Slowly I would get to pen and paper,
Make my poems for others unseen and unborn.
In the day I would be reminded of those men and women,
Brave, setting up signals across vast distances,
Considering a nameless way of living, of almost unimagined values.
As the lights darkened, as the lights of night brightened,
We would try to imagine them, try to find each other,
To construct peace, to make love, to reconcile
Waking with sleeping, ourselves with each other,
Ourselves with ourselves. We would try by any means
To reach the limits of ourselves, to reach beyond ourselves,
To let go the means, to wake.

I lived in the first century of these wars.

Poem-A-Day April 2: Early Warnings

Hello Friends,

Today’s very recent poem by Charles Rafferty appeared in the Winter 2026 issue of The Southern Review and was shared by my favorite poetry source on Instagram, @poetryisnotaluxury.

Thank you again for celebrating poetry month with me.

— Ællen




The Problem with Early Warnings

People don’t like to leave a party
unless the house is actually
on fire. Even then, if the flames
are far enough away
to be pretty, they’ll finish
their drink, take one more pass
at the hors d’oeuvres.
How things happen has always been
unclear. Hurricanes begin
in a place where no one lives.
Agents of the government start
to wear masks. Fascism is
a word my neighbors won’t use
yet. They are following
the law, they say, and the sirens
are coming for someone else.



Poem-A-Day April 1: Happy National Poetry Month 2026!

Hello Friends,

Happy National Poetry Month 2026! In celebration, I will be sending you one poem per day just for the month of April: 30 days, 30 poems, 30 poets.

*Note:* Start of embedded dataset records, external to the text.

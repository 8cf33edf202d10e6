/// Builds a [`DashDb`](crate::DashDb) from literal composite keys.
///
/// Keys are stored as written, without validation; values are anything that
/// implements [`ToDashValue`](crate::ToDashValue).
///
/// ```rust
/// use dashdb::dash;
///
/// let db = dash!({
///     "kernels-0-name": "update_positions",
///     "kernels-0-arguments-0-element size": 32,
///     "kernels-1-name": "update_speed",
/// });
///
/// assert_eq!(db.key("kernels").length(), 2);
/// assert_eq!(db.get("kernels-0-arguments-0-element size"), Some("32"));
/// ```
#[macro_export]
macro_rules! dash {
    () => {
        $crate::DashDb::new()
    };

    ({}) => {
        $crate::DashDb::new()
    };

    ({ $($key:literal : $value:expr),* $(,)? }) => {{
        let mut db = $crate::DashDb::new();
        $(
            db.insert_unchecked($key, $value);
        )*
        db
    }};
}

My wish for you this month is that taking a moment to read a poem each day may provide a break in your racing thoughts — as the movement of the light and clouds does in today’s poem, written by Danusha Laméris, from her first poetry collection The Moons of August:




Thinking

Don’t you wish they would stop,
all the thoughts swirling around in your head,
bees in a hive, dancers tapping their way across the stage.
I should rake the leaves in the carport, buy Christmas lights.
Was there really life on Mars? What will I cook for dinner?
I walk up the driveway, put out the garbage bins.
I should stop using plastic bags, visit my friend
whose husband just left her for the Swedish nanny.
I wish I hadn’t said Patrick’s painting looked, “ominous.”
Maybe that’s why he hasn’t called.
Does the car need oil, again? There’s a hole in the ozone
the size of Texas and everything seems to be speeding up.
Come, let’s stand by the window and look out
at the light on the field. Let’s watch how
the clouds cover the sun and almost nothing
stirs in the grass.




When Laméris writes, “Come, let’s stand by the window and look out,” I sometimes imagine the window in this poem looks out at another poem — maybe “The Meadow” by Marie Howe or “Pleasure” by Rick Barot. Perhaps one day soon a poem or a line becomes your next thought between “Was there really life on Mars?” and “What will I cook for dinner?”

For those of you new to this poem-a-day list: No prior poetry experience is required! I try my best not to send you some obtuse obscure long ode that’s impossible to understand. My selections do skew heavily, but not exclusively, to American poets writing in English — hence the name “Meet Me in 811,” the Dewey Decimal Code for American Poetry (and my favorite part of the library to wander around picking random books off the shelves).

This poem-a-day series is strictly for personal use only; in almost all cases, I do not have poets’ nor poetry publishers’ permission to reproduce their work. For a more official poem-a-day email list, please visit the Academy of American Poets (poets.org), the creators and sponsors of National Poetry Month (which is celebrating its 30th year this year!).

I do my best to preserve each poem’s format; however, please note that email clients tend to have minds of their own and may force a word onto the next line if a line is too long for your screen size.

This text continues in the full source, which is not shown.